QRL is an isolated independent chain not integrated with LayerZero, Wormhole, Axelar, CCIP, or Stargate, and none of those bridge vendors publish a QRL-specific PQC roadmap. Cross-chain movement happens via centralized exchanges (e.g. MEXC), which are classical. QRC-20 on Zond is described as a future possibility, not a live bridge. No PQ-safe bridge infrastructure exists for QRL. Worst tile alongside custodian/infra - drives the Supply-Chain cap.

Minimal institutional-custody footprint. QRL is absent from Fireblocks, BitGo, and Anchorage public supported-asset/custody pages, and none publish a QRL-specific PQ custody roadmap. The chain's primary custody path is self-custody via first-party wallets and Ledger hardware wallets. No documented custodian-MPC path for QRL's PQ signature schemes (note: ML-DSA is MPC-amenable in principle, but no QRL custodian has implemented it).
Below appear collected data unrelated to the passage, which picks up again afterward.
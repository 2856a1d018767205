// =============================================================================
// pricewatch — Main Entry Point
// =============================================================================
//
// Loads the watch config, then refreshes the watchlist on a fixed interval
// until Ctrl+C, logging alerts and degraded refreshes as they happen.
// =============================================================================

use std::sync::Arc;
use std::time::Duration;

use anyhow::Context;
use tracing::{error, info, warn};
use tracing_subscriber::EnvFilter;

use pricewatch::tracker::{JsonFileStore, PriceTracker};
use pricewatch::{GeckoClient, RefreshOutcome, WatchConfig, WatchService};

const CONFIG_PATH: &str = "pricewatch.json";

#[tokio::main]
async fn main() -> anyhow::Result<()> {
    // ── 1. Environment & config ──────────────────────────────────────────
    let _ = dotenv::dotenv();

    tracing_subscriber::fmt()
        .with_env_filter(
            EnvFilter::try_from_default_env().unwrap_or_else(|_| EnvFilter::new("info")),
        )
        .init();

    info!("╔══════════════════════════════════════════════════════════╗");
    info!("║        pricewatch — Starting Up                         ║");
    info!("╚══════════════════════════════════════════════════════════╝");

    let mut config = WatchConfig::load(CONFIG_PATH).unwrap_or_else(|e| {
        warn!(error = %e, "Failed to load config, using defaults");
        WatchConfig::default()
    });
    config.apply_env_overrides();

    info!(
        assets = ?config.assets,
        currency = %config.currency,
        interval_secs = config.interval_secs,
        state_path = %config.state_path.display(),
        "Watchlist configured"
    );

    // ── 2. Client, tracker, service ──────────────────────────────────────
    let client = GeckoClient::from_config(config.client.clone())
        .context("failed to build market-data client")?;
    let store = JsonFileStore::open(&config.state_path)
        .with_context(|| format!("failed to open tracker state {}", config.state_path.display()))?;
    let tracker = Arc::new(PriceTracker::new(Arc::new(store)));
    let service = WatchService::new(client.clone(), tracker, config.assets.clone(), &config.currency);

    // ── 3. Refresh loop ──────────────────────────────────────────────────
    let mut interval = tokio::time::interval(Duration::from_secs(config.interval_secs.max(1)));
    let shutdown = tokio::signal::ctrl_c();
    tokio::pin!(shutdown);
    info!("Watch loop running. Press Ctrl+C to stop.");

    loop {
        tokio::select! {
            _ = interval.tick() => {
                match service.refresh().await {
                    Ok(RefreshOutcome::Fresh(updates)) => {
                        for update in &updates {
                            let Some(change) = &update.change else {
                                warn!(asset = %update.asset_id, "no price returned");
                                continue;
                            };
                            info!(
                                asset = %update.asset_id,
                                price = update.price.unwrap_or_default(),
                                highest = change.highest_price,
                                change_pct = format_args!("{:+.2}", change.price_change_percent),
                                trend = %change.trend,
                                alerts = change.alerts.len(),
                                "price update"
                            );
                        }
                    }
                    Ok(RefreshOutcome::Degraded { error, last_known }) => {
                        warn!(
                            error = %error,
                            stale_assets = last_known.len(),
                            "Refresh degraded, showing last known prices"
                        );
                        for (asset, row) in &last_known {
                            if let Some(Some(px)) = row.get(&config.currency) {
                                info!(asset = %asset, price = px, "last known price");
                            }
                        }
                    }
                    Err(e) => error!(error = %e, "Refresh failed"),
                }
                let snap = client.rate_limit_snapshot();
                info!(
                    in_window = snap.in_window,
                    limit = snap.requests_per_window,
                    total = snap.total_dispatched,
                    "rate limit status"
                );
            }
            _ = &mut shutdown => {
                warn!("Shutdown signal received — stopping gracefully");
                break;
            }
        }
    }

    info!("pricewatch shut down complete.");
    Ok(())
}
RPC is served by QRL Foundation nodes and community/mining-pool nodes (~900 nodes, 12 pools per the roadmap); the 2026-04-03 weekly describes qrl-infra phase 1 (automated AWS deployment + monitoring + spammer node), and the 2026-05-15 weekly notes CI/CD supply-chain hardening. Ledger Nano S/X HSM-line devices support QRL XMSS via the Ledger app, but Ledger publishes no QRL-named PQ firmware roadmap. No TEE attestation chains in QRL's path, and no third-party RPC provider (Infura/Alchemy/QuickNode class) publishes a QRL offering. Cross-tile weak-link: with bridge/custodian/infra all low, the dimension is capped by its weakest tiles - this is what fires the Supply-Chain cap (3 of 4 tiles lack top-3 vendor PQC roadmaps -> Migration Stage <= 3).
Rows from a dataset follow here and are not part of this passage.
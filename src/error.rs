// =============================================================================
// Upstream error taxonomy
// =============================================================================
//
// Every failure on the request path is classified into one of these variants
// so the retry executor can decide between backing off and surfacing the
// error. Errors are `Clone` because one failed batch fails every waiter
// registered against it with the same value.
// =============================================================================

use std::time::Duration;

use thiserror::Error;

pub type ApiResult<T> = std::result::Result<T, ApiError>;

#[derive(Debug, Clone, PartialEq, Error)]
pub enum ApiError {
    /// HTTP 429. Retried, honoring `retry_after` when the server sent one.
    #[error("upstream rate limit hit (429)")]
    RateLimited { retry_after: Option<Duration> },

    /// HTTP 5xx. Retried with the same policy as `RateLimited`.
    #[error("upstream unavailable ({status})")]
    UpstreamUnavailable {
        status: u16,
        retry_after: Option<Duration>,
    },

    /// Any other non-success status. Never retried.
    #[error("request rejected ({status}): {body}")]
    RequestRejected { status: u16, body: String },

    /// No response within the per-call timeout. Never retried.
    #[error("no response within {0:?}")]
    TransportTimeout(Duration),

    /// Connection-level failure with no status code.
    #[error("transport failure: {0}")]
    Transport(String),

    /// The upstream answered with a payload we could not interpret.
    #[error("malformed upstream payload: {0}")]
    Decode(String),
}

impl ApiError {
    /// Classify a non-success HTTP response.
    ///
    /// `retry_after` is the raw `Retry-After` header value; only a positive
    /// number of seconds is honored.
    pub fn from_status(status: u16, retry_after: Option<&str>, body: impl Into<String>) -> Self {
        let hint = retry_after.and_then(parse_retry_after);
        match status {
            429 => Self::RateLimited { retry_after: hint },
            500..=599 => Self::UpstreamUnavailable {
                status,
                retry_after: hint,
            },
            _ => Self::RequestRejected {
                status,
                body: body.into(),
            },
        }
    }

    /// HTTP status, if the failure carried one.
    pub fn status(&self) -> Option<u16> {
        match self {
            Self::RateLimited { .. } => Some(429),
            Self::UpstreamUnavailable { status, .. } | Self::RequestRejected { status, .. } => {
                Some(*status)
            }
            _ => None,
        }
    }

    pub fn is_retryable(&self) -> bool {
        matches!(
            self,
            Self::RateLimited { .. } | Self::UpstreamUnavailable { .. }
        )
    }

    /// Server-supplied wait hint, if any.
    pub fn retry_after(&self) -> Option<Duration> {
        match self {
            Self::RateLimited { retry_after } | Self::UpstreamUnavailable { retry_after, .. } => {
                *retry_after
            }
            _ => None,
        }
    }
}

fn parse_retry_after(raw: &str) -> Option<Duration> {
    let secs: f64 = raw.trim().parse().ok()?;
    if secs > 0.0 {
        Duration::try_from_secs_f64(secs).ok()
    } else {
        None
    }
}

#[cfg(test)]
mod tests {
    use super::*;

    #[test]
    fn classifies_statuses() {
        assert!(matches!(
            ApiError::from_status(429, None, ""),
            ApiError::RateLimited { retry_after: None }
        ));
        assert!(matches!(
            ApiError::from_status(503, None, ""),
            ApiError::UpstreamUnavailable { status: 503, .. }
        ));
        assert!(matches!(
            ApiError::from_status(404, None, "not found"),
            ApiError::RequestRejected { status: 404, .. }
        ));
    }

    #[test]
    fn only_429_and_5xx_are_retryable() {
        assert!(ApiError::from_status(429, None, "").is_retryable());
        assert!(ApiError::from_status(500, None, "").is_retryable());
        assert!(ApiError::from_status(599, None, "").is_retryable());
        assert!(!ApiError::from_status(400, None, "").is_retryable());
        assert!(!ApiError::from_status(600, None, "").is_retryable());
        assert!(!ApiError::TransportTimeout(Duration::from_secs(12)).is_retryable());
        assert!(!ApiError::Transport("reset".into()).is_retryable());
    }

    #[test]
    fn retry_after_must_be_positive_seconds() {
        let err = ApiError::from_status(429, Some("2"), "");
        assert_eq!(err.retry_after(), Some(Duration::from_secs(2)));

        let err = ApiError::from_status(429, Some("0"), "");
        assert_eq!(err.retry_after(), None);

        let err = ApiError::from_status(429, Some("-3"), "");
        assert_eq!(err.retry_after(), None);

        let err = ApiError::from_status(503, Some("Wed, 21 Oct 2015 07:28:00 GMT"), "");
        assert_eq!(err.retry_after(), None);
        assert_eq!(err.status(), Some(503));
    }
}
QRL v1 uses RandomX PoW (CPU-optimized, ASIC/GPU-resistant) with community mining pools (HeroMiners, MiningOcean) and solo mining; ~900 nodes and 12 mining pools per the roadmap. It is a small network and the Nakamoto coefficient / pool-share distribution is not published by the QRL Foundation. QRL 2.0/Zond moves to PoS with a validator/staking set, but that is testnet-only with no published validator count or stake distribution. Modest decentralization, undocumented concentration metrics.
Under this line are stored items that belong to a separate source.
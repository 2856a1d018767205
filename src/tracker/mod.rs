// =============================================================================
// Price Tracker — per-asset rolling history, high-water mark and alerts
// =============================================================================
//
// Every observed price for an asset is reduced into:
//
//   - a bounded history of the last 24 samples (FIFO eviction)
//   - a persisted highest price that only moves up until explicitly reset
//   - a short-term trend over the last three samples
//   - alerts for new highs and large moves against the previous price
//
// State is cached in memory and written through to a `KeyValueStore` under
// `highest:{id}` and `history:{id}` so it survives restarts.
// =============================================================================

pub mod history;
pub mod store;

use std::collections::HashMap;
use std::sync::Arc;

use anyhow::{Context, Result};
use chrono::{DateTime, Utc};
use parking_lot::Mutex;
use serde::{Deserialize, Serialize};
use tracing::{debug, info, warn};

pub use self::history::{AssetHistory, PriceSample, Trend, MAX_SAMPLES};
pub use self::store::{JsonFileStore, KeyValueStore, MemoryStore};

/// Absolute move, in percent, that raises a `SignificantChange` alert.
const SIGNIFICANT_CHANGE_PCT: f64 = 5.0;
/// Absolute move that raises an `ExtremeVolatility` alert.
const EXTREME_VOLATILITY_PCT: f64 = 10.0;
/// Extreme moves at or above this are `High` severity.
const HIGH_SEVERITY_PCT: f64 = 20.0;

// ---------------------------------------------------------------------------
// Output types
// ---------------------------------------------------------------------------

#[derive(Debug, Clone, Copy, PartialEq, Eq, Hash, Serialize, Deserialize)]
#[serde(rename_all = "snake_case")]
pub enum AlertKind {
    NewHigh,
    SignificantChange,
    ExtremeVolatility,
}

#[derive(Debug, Clone, Copy, PartialEq, Eq, Hash, Serialize, Deserialize)]
#[serde(rename_all = "lowercase")]
pub enum Severity {
    Medium,
    High,
}

#[derive(Debug, Clone, PartialEq, Serialize, Deserialize)]
pub struct Alert {
    pub kind: AlertKind,
    /// Only set on `ExtremeVolatility`.
    pub severity: Option<Severity>,
    pub message: String,
    pub at: DateTime<Utc>,
}

/// Result of feeding one observation into the tracker.
#[derive(Debug, Clone, PartialEq, Serialize, Deserialize)]
pub struct PriceChange {
    pub asset_id: String,
    pub highest_price: f64,
    /// `true` when this observation set a new high.
    pub price_changed: bool,
    pub price_change_percent: f64,
    pub alerts: Vec<Alert>,
    pub trend: Trend,
}

// ---------------------------------------------------------------------------
// PriceTracker
// ---------------------------------------------------------------------------

pub struct PriceTracker {
    store: Arc<dyn KeyValueStore>,
    histories: Mutex<HashMap<String, AssetHistory>>,
}

fn highest_key(asset_id: &str) -> String {
    format!("highest:{asset_id}")
}

fn history_key(asset_id: &str) -> String {
    format!("history:{asset_id}")
}

impl PriceTracker {
    pub fn new(store: Arc<dyn KeyValueStore>) -> Self {
        Self {
            store,
            histories: Mutex::new(HashMap::new()),
        }
    }

    /// Tracker backed by a process-local store.
    pub fn in_memory() -> Self {
        Self::new(Arc::new(MemoryStore::new()))
    }

    /// Reduce one observation of `asset_id`.
    ///
    /// `previous_price` and `prior_highest` are what the caller last saw; the
    /// returned `highest_price` never drops below either `prior_highest` or
    /// the persisted high. Non-positive prices are ignored.
    pub fn track_price_change(
        &self,
        asset_id: &str,
        current_price: f64,
        previous_price: f64,
        prior_highest: f64,
    ) -> Result<PriceChange> {
        let mut histories = self.histories.lock();
        let history = self.load_locked(&mut histories, asset_id)?;

        if !(current_price > 0.0) {
            debug!(asset = asset_id, price = current_price, "ignoring non-positive price");
            return Ok(PriceChange {
                asset_id: asset_id.to_string(),
                highest_price: prior_highest,
                price_changed: false,
                price_change_percent: 0.0,
                alerts: Vec::new(),
                trend: history.trend(),
            });
        }

        let now = Utc::now();
        let mut alerts = Vec::new();

        // --- High-water mark ------------------------------------------------
        // Memory only follows the store once a write has succeeded.
        let prior_saved = history.highest_price;
        if current_price > prior_saved {
            self.store
                .set(&highest_key(asset_id), serde_json::json!(current_price))
                .with_context(|| format!("failed to persist highest price for {asset_id}"))?;
            history.highest_price = current_price;
        }

        let effective_prior = prior_highest.max(prior_saved);
        let (highest_price, price_changed) = if current_price > effective_prior {
            alerts.push(Alert {
                kind: AlertKind::NewHigh,
                severity: None,
                message: format!(
                    "{asset_id} reached a new high of {current_price} (previous {effective_prior})"
                ),
                at: now,
            });
            (current_price, true)
        } else {
            (effective_prior, false)
        };

        // --- Move against previous observation ------------------------------
        let price_change_percent = if previous_price > 0.0 {
            (current_price - previous_price) / previous_price * 100.0
        } else {
            0.0
        };
        let magnitude = price_change_percent.abs();

        if magnitude >= SIGNIFICANT_CHANGE_PCT {
            alerts.push(Alert {
                kind: AlertKind::SignificantChange,
                severity: None,
                message: format!("{asset_id} moved {price_change_percent:+.2}%"),
                at: now,
            });
        }
        if magnitude >= EXTREME_VOLATILITY_PCT {
            let severity = if magnitude >= HIGH_SEVERITY_PCT {
                Severity::High
            } else {
                Severity::Medium
            };
            alerts.push(Alert {
                kind: AlertKind::ExtremeVolatility,
                severity: Some(severity),
                message: format!(
                    "extreme volatility on {asset_id}: {price_change_percent:+.2}% since last update"
                ),
                at: now,
            });
        }

        // --- History & trend ------------------------------------------------
        let mut next = history.clone();
        next.push(PriceSample {
            price: current_price,
            time: now.timestamp_millis(),
        });
        let samples = next.samples();
        self.store
            .set(&history_key(asset_id), serde_json::to_value(&samples)?)
            .with_context(|| format!("failed to persist history for {asset_id}"))?;
        *history = next;
        let trend = history.trend();

        for alert in &alerts {
            match alert.severity {
                Some(Severity::High) => warn!(asset = asset_id, kind = ?alert.kind, "{}", alert.message),
                _ => info!(asset = asset_id, kind = ?alert.kind, "{}", alert.message),
            }
        }
        debug!(
            asset = asset_id,
            price = current_price,
            highest = highest_price,
            pct = price_change_percent,
            samples = samples.len(),
            trend = %trend,
            "price tracked"
        );

        Ok(PriceChange {
            asset_id: asset_id.to_string(),
            highest_price,
            price_changed,
            price_change_percent,
            alerts,
            trend,
        })
    }

    /// Forget the persisted high for `asset_id`; the next positive price
    /// becomes the new mark.
    pub fn reset_highest(&self, asset_id: &str) -> Result<()> {
        let mut histories = self.histories.lock();
        let history = self.load_locked(&mut histories, asset_id)?;
        self.store
            .delete(&highest_key(asset_id))
            .with_context(|| format!("failed to reset highest price for {asset_id}"))?;
        history.highest_price = 0.0;
        info!(asset = asset_id, "highest price reset");
        Ok(())
    }

    pub fn clear_history(&self, asset_id: &str) -> Result<()> {
        let mut histories = self.histories.lock();
        let history = self.load_locked(&mut histories, asset_id)?;
        self.store
            .delete(&history_key(asset_id))
            .with_context(|| format!("failed to clear history for {asset_id}"))?;
        history.clear();
        info!(asset = asset_id, "price history cleared");
        Ok(())
    }

    /// Persisted high for `asset_id`, if one has been recorded.
    pub fn saved_highest(&self, asset_id: &str) -> Result<Option<f64>> {
        let mut histories = self.histories.lock();
        let history = self.load_locked(&mut histories, asset_id)?;
        Ok((history.highest_price > 0.0).then_some(history.highest_price))
    }

    /// Samples oldest-first.
    pub fn history(&self, asset_id: &str) -> Result<Vec<PriceSample>> {
        let mut histories = self.histories.lock();
        Ok(self.load_locked(&mut histories, asset_id)?.samples())
    }

    pub fn trend(&self, asset_id: &str) -> Result<Trend> {
        let mut histories = self.histories.lock();
        Ok(self.load_locked(&mut histories, asset_id)?.trend())
    }

    /// Fetch the in-memory history, loading it from the store on first use.
    fn load_locked<'a>(
        &self,
        histories: &'a mut HashMap<String, AssetHistory>,
        asset_id: &str,
    ) -> Result<&'a mut AssetHistory> {
        if !histories.contains_key(asset_id) {
            let highest = self
                .store
                .get(&highest_key(asset_id))?
                .and_then(|v| v.as_f64())
                .unwrap_or(0.0);
            let samples: Vec<PriceSample> = match self.store.get(&history_key(asset_id))? {
                Some(raw) => serde_json::from_value(raw)
                    .with_context(|| format!("corrupt stored history for {asset_id}"))?,
                None => Vec::new(),
            };
            debug!(
                asset = asset_id,
                highest,
                samples = samples.len(),
                "tracker state loaded"
            );
            histories.insert(
                asset_id.to_string(),
                AssetHistory::restore(asset_id, samples, highest),
            );
        }

        histories
            .get_mut(asset_id)
            .context("tracker history missing after load")
    }
}

impl std::fmt::Debug for PriceTracker {
    fn fmt(&self, f: &mut std::fmt::Formatter<'_>) -> std::fmt::Result {
        f.debug_struct("PriceTracker")
            .field("loaded_assets", &self.histories.lock().len())
            .finish()
    }
}

// ---------------------------------------------------------------------------
// Tests
// ---------------------------------------------------------------------------
// =============================================================================
// TTL Cache — lazily expiring key/value store
// =============================================================================
//
// Entries are never swept. `get` simply refuses to return an entry whose age
// has reached its TTL, and the next `set` for that key overwrites it. Stale
// entries stay readable through `get_stale` so a caller that just saw a
// refresh fail can still show the last good value.
// =============================================================================

use std::collections::HashMap;
use std::hash::Hash;
use std::time::Duration;

use parking_lot::RwLock;
use tokio::time::Instant;

struct CacheEntry<V> {
    value: V,
    fetched_at: Instant,
    ttl: Duration,
}

impl<V> CacheEntry<V> {
    fn is_fresh(&self) -> bool {
        self.fetched_at.elapsed() < self.ttl
    }
}

/// Thread-safe map of values that expire `ttl` after they were stored.
pub struct TtlCache<K, V> {
    entries: RwLock<HashMap<K, CacheEntry<V>>>,
}

impl<K, V> TtlCache<K, V>
where
    K: Eq + Hash,
    V: Clone,
{
    pub fn new() -> Self {
        Self {
            entries: RwLock::new(HashMap::new()),
        }
    }

    /// Return the value only while it is younger than its TTL.
    pub fn get(&self, key: &K) -> Option<V> {
        let entries = self.entries.read();
        entries
            .get(key)
            .filter(|entry| entry.is_fresh())
            .map(|entry| entry.value.clone())
    }

    /// Return the value regardless of age.
    pub fn get_stale(&self, key: &K) -> Option<V> {
        self.entries.read().get(key).map(|entry| entry.value.clone())
    }

    /// Store `value`, replacing whatever was there and restarting its clock.
    pub fn set(&self, key: K, value: V, ttl: Duration) {
        self.entries.write().insert(
            key,
            CacheEntry {
                value,
                fetched_at: Instant::now(),
                ttl,
            },
        );
    }

    /// Number of stored entries, expired ones included.
    pub fn len(&self) -> usize {
        self.entries.read().len()
    }

    pub fn is_empty(&self) -> bool {
        self.len() == 0
    }
}

impl<K, V> Default for TtlCache<K, V>
where
    K: Eq + Hash,
    V: Clone,
{
    fn default() -> Self {
        Self::new()
    }
}

#[cfg(test)]
mod tests {
    use super::*;

    #[tokio::test(start_paused = true)]
    async fn fresh_entry_is_returned() {
        let cache = TtlCache::new();
        cache.set("bitcoin", 42.0, Duration::from_secs(30));
        assert_eq!(cache.get(&"bitcoin"), Some(42.0));
        assert_eq!(cache.get(&"ethereum"), None);
    }

    #[tokio::test(start_paused = true)]
    async fn entry_expires_exactly_at_ttl() {
        let cache = TtlCache::new();
        cache.set("bitcoin", 42.0, Duration::from_secs(30));

        tokio::time::advance(Duration::from_millis(29_999)).await;
        assert_eq!(cache.get(&"bitcoin"), Some(42.0));

        tokio::time::advance(Duration::from_millis(1)).await;
        assert_eq!(cache.get(&"bitcoin"), None);
    }

    #[tokio::test(start_paused = true)]
    async fn expired_entry_stays_readable_until_overwritten() {
        let cache = TtlCache::new();
        cache.set("bitcoin", 42.0, Duration::from_secs(1));
        tokio::time::advance(Duration::from_secs(5)).await;

        assert_eq!(cache.get(&"bitcoin"), None);
        assert_eq!(cache.get_stale(&"bitcoin"), Some(42.0));
        assert_eq!(cache.len(), 1);

        cache.set("bitcoin", 43.0, Duration::from_secs(1));
        assert_eq!(cache.get(&"bitcoin"), Some(43.0));
        assert_eq!(cache.len(), 1);
    }
}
Coordinated node upgrades since the 2018 mainnet, no contested forks, and a long multi-year Zond development cadence (devnet 2022 -> beta-testnet 2024 -> Testnet V1 2025 -> Testnet V2 2026-03-31), with the network stress-tested at 952 transactions per block (April 2026). The defining high-stakes coordination event (the v1->v2 PoW->PoS + signature migration) is specified but not yet executed, so cadence-under-pressure is partly unproven.

Clear named coordination lead: the QRL Foundation (Die QRL Stiftung), a Swiss non-profit registered in Zug, Switzerland (press datelines 2026-03-31, 2026-04-03), and a confirmed PKI Consortium member tagged PQC ('supporting open-source post-quantum blockchain development'). Strong, transparent leadership for a chain of its size.

QRL's entire thesis is proactive PQ defence (PQ from genesis), a positive structural signal, but it has NOT executed a crypto migration under live adversarial pressure - there has been no attack-driven emergency fork. The proactive posture is credited modestly; a true adversarial-coordination test is absent.

No canary, honeypot, rate-limit spending rule, or cryptographic tripwire is documented - and QRL arguably needs none for the forge threat, since its signatures are already PQ-safe. Scored 0 per rubric (no mechanism documented), with the note that the dimension is less relevant to a PQ-native chain.